● **Saved entries**
________________________________________

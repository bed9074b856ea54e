//! Pure encode/decode/discard functions over a buffered reader and a writer.
//!
//! None of these functions know about a particular connection — they take a
//! generic `BufRead`/`Write` and report failures as [`CodecError`], which
//! carries no host/port context. [`crate::connection::Connection`] is the
//! only thing that adds that context, turning a `CodecError` into a
//! [`crate::ConnectionError`].

use std::io::{self, BufRead, Read, Write};

use crate::command::Command;
use crate::error::{CodecError, ResponseError, UnsupportedTag};
use crate::value::Value;

/// Writes `cmd` as a RESP3 request: `*<N>\r\n` followed by one `$<len>\r\n<bytes>\r\n`
/// block per argument. Does not flush — the caller drives that, so several
/// writes can be coalesced into one flush if ever needed.
pub fn encode_command<W: Write>(w: &mut W, cmd: &Command) -> io::Result<()> {
    write!(w, "*{}\r\n", cmd.len())?;
    for arg in cmd.iter() {
        write!(w, "${}\r\n", arg.len())?;
        w.write_all(arg)?;
        w.write_all(b"\r\n")?;
    }
    Ok(())
}

/// Decodes exactly one response from `r`.
///
/// `line_limit` bounds the length of a single header line (the one place an
/// unterminated or adversarial stream could otherwise force unbounded
/// buffering); it does not bound the size of a blob body, which is read in
/// one `read_exact` once its announced length is known.
pub fn decode_response<R: BufRead>(r: &mut R, line_limit: usize) -> Result<Value, CodecError> {
    let header = read_header_line(r, line_limit)?;
    let (tag, payload) = split_header(&header)?;

    match tag {
        b'+' => Ok(Value::SimpleString(payload.to_vec())),
        b'-' => Err(ResponseError::from_payload(payload).into()),
        b':' => Ok(Value::Integer(parse_i64(payload)?)),
        b'(' => {
            validate_big_number(payload)?;
            Ok(Value::BigNumber(payload.to_vec()))
        }
        b',' => Ok(Value::Double(parse_f64(payload)?)),
        b'#' => parse_boolean(payload).map(Value::Boolean),
        b'_' => Ok(Value::Null),
        b'$' => Ok(Value::BlobString(read_blob_body(r, payload)?)),
        b'!' => Err(ResponseError::from_payload(&read_blob_body(r, payload)?).into()),
        b'=' => read_verbatim_body(r, payload),
        b'*' => {
            let count = parse_usize(payload)?;
            let mut items = Vec::new();
            for _ in 0..count {
                items.push(decode_response(r, line_limit)?);
            }
            Ok(Value::Array(items))
        }
        b'~' => {
            let count = parse_usize(payload)?;
            let mut items = Vec::new();
            for _ in 0..count {
                items.push(decode_response(r, line_limit)?);
            }
            Ok(Value::Set(items))
        }
        b'%' => {
            let count = parse_usize(payload)?;
            let mut items = Vec::new();
            for _ in 0..count {
                let key = decode_response(r, line_limit)?;
                let value = decode_response(r, line_limit)?;
                items.push((key, value));
            }
            Ok(Value::Map(items))
        }
        b'>' => Err(UnsupportedTag::Push.into()),
        b'|' => Err(UnsupportedTag::Attribute.into()),
        other => Err(unknown_tag_error(other).into()),
    }
}

/// Consumes exactly one response from `r` without materializing it.
///
/// Aggregate tags recurse `<count>` (`2×<count>` for maps) times, matching
/// `decode_response` exactly — a shallower, single-level recursion would
/// leave the stream mis-framed for anything but the simplest aggregates.
/// Unknown tags are consumed silently (after their header line) rather than
/// raising, since discarding already signals the caller doesn't care what the
/// response was.
pub fn discard_response<R: BufRead>(r: &mut R, line_limit: usize) -> Result<(), CodecError> {
    let header = read_header_line(r, line_limit)?;
    let (tag, payload) = split_header(&header)?;

    match tag {
        b'+' | b'-' | b':' | b'(' | b',' | b'#' | b'_' => Ok(()),
        b'$' | b'!' | b'=' => discard_blob_body(r, payload),
        b'*' | b'~' => {
            let count = parse_usize(payload)?;
            for _ in 0..count {
                discard_response(r, line_limit)?;
            }
            Ok(())
        }
        b'%' => {
            let count = parse_usize(payload)?;
            for _ in 0..count.saturating_mul(2) {
                discard_response(r, line_limit)?;
            }
            Ok(())
        }
        b'>' => Err(UnsupportedTag::Push.into()),
        b'|' => Err(UnsupportedTag::Attribute.into()),
        _ => Ok(()),
    }
}

/// Reads one header line (everything up to and including the terminating
/// CRLF), bounded by `line_limit`, and returns it with the CRLF stripped.
///
/// A bare CRLF with no tag byte is not a frame at all — it's silently
/// skipped and the next header line is read in its place, rather than
/// surfaced as a malformed-stream error.
fn read_header_line<R: BufRead>(r: &mut R, line_limit: usize) -> Result<Vec<u8>, CodecError> {
    loop {
        let mut line = Vec::new();
        let read = r.by_ref().take(line_limit as u64 + 2).read_until(b'\n', &mut line)?;

        if read == 0 {
            return Err(incomplete("connection closed while reading a response header").into());
        }
        if !line.ends_with(b"\r\n") {
            return Err(incomplete(
                "response header exceeded the configured buffer limit, or is missing its CRLF terminator",
            )
            .into());
        }

        line.truncate(line.len() - 2);
        if line.is_empty() {
            continue;
        }
        return Ok(line);
    }
}

fn split_header(line: &[u8]) -> Result<(u8, &[u8]), CodecError> {
    match line.split_first() {
        Some((tag, payload)) => Ok((*tag, payload)),
        // Unreachable in practice: `read_header_line` never returns an empty
        // line, looping past a bare CRLF instead.
        None => Err(incomplete("response header was empty").into()),
    }
}

fn read_blob_body<R: Read>(r: &mut R, len_payload: &[u8]) -> Result<Vec<u8>, CodecError> {
    let len = parse_usize(len_payload)?;
    let mut buf = vec![0u8; len + 2];
    r.read_exact(&mut buf)?;
    if &buf[len..] != b"\r\n" {
        return Err(incomplete("blob body was missing its CRLF terminator").into());
    }
    buf.truncate(len);
    Ok(buf)
}

fn discard_blob_body<R: Read>(r: &mut R, len_payload: &[u8]) -> Result<(), CodecError> {
    let len = parse_usize(len_payload)?;
    let mut buf = vec![0u8; len + 2];
    r.read_exact(&mut buf)?;
    if &buf[len..] != b"\r\n" {
        return Err(incomplete("blob body was missing its CRLF terminator").into());
    }
    Ok(())
}

fn read_verbatim_body<R: Read>(r: &mut R, len_payload: &[u8]) -> Result<Value, CodecError> {
    let body = read_blob_body(r, len_payload)?;
    if body.len() < 4 || body[3] != b':' {
        return Err(incomplete("verbatim string was missing its format prefix").into());
    }

    let mut format = [0u8; 3];
    format.copy_from_slice(&body[..3]);
    Ok(Value::VerbatimString {
        format,
        payload: body[4..].to_vec(),
    })
}

fn parse_boolean(payload: &[u8]) -> Result<bool, CodecError> {
    match payload {
        b"t" => Ok(true),
        b"f" => Ok(false),
        _ => Err(ResponseError {
            code: "ERR".to_owned(),
            message: format!(
                "invalid boolean payload {:?}",
                String::from_utf8_lossy(payload)
            ),
        }
        .into()),
    }
}

fn parse_usize(payload: &[u8]) -> Result<usize, CodecError> {
    let text = std::str::from_utf8(payload)?;
    text.parse()
        .map_err(|e| malformed(format!("invalid length or count {text:?}: {e}")))
}

fn parse_i64(payload: &[u8]) -> Result<i64, CodecError> {
    let text = std::str::from_utf8(payload)?;
    text.parse()
        .map_err(|e| malformed(format!("invalid integer {text:?}: {e}")))
}

fn parse_f64(payload: &[u8]) -> Result<f64, CodecError> {
    let text = std::str::from_utf8(payload)?;
    text.parse()
        .map_err(|e| malformed(format!("invalid double {text:?}: {e}")))
}

fn validate_big_number(payload: &[u8]) -> Result<(), CodecError> {
    let text = std::str::from_utf8(payload)?;
    let digits = text.strip_prefix('-').unwrap_or(text);
    if digits.is_empty() || !digits.bytes().all(|b| b.is_ascii_digit()) {
        return Err(malformed(format!("invalid big number {text:?}")));
    }
    Ok(())
}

________________________________________

● **THE TASK**
Wherever the string "flush" is found in the entries, copy the line it sits in.

● **SOLUTION TO THE EXERCISE**
/// block per argument. Does not flush — the caller drives that, so several
/// writes can be coalesced into one flush if ever needed.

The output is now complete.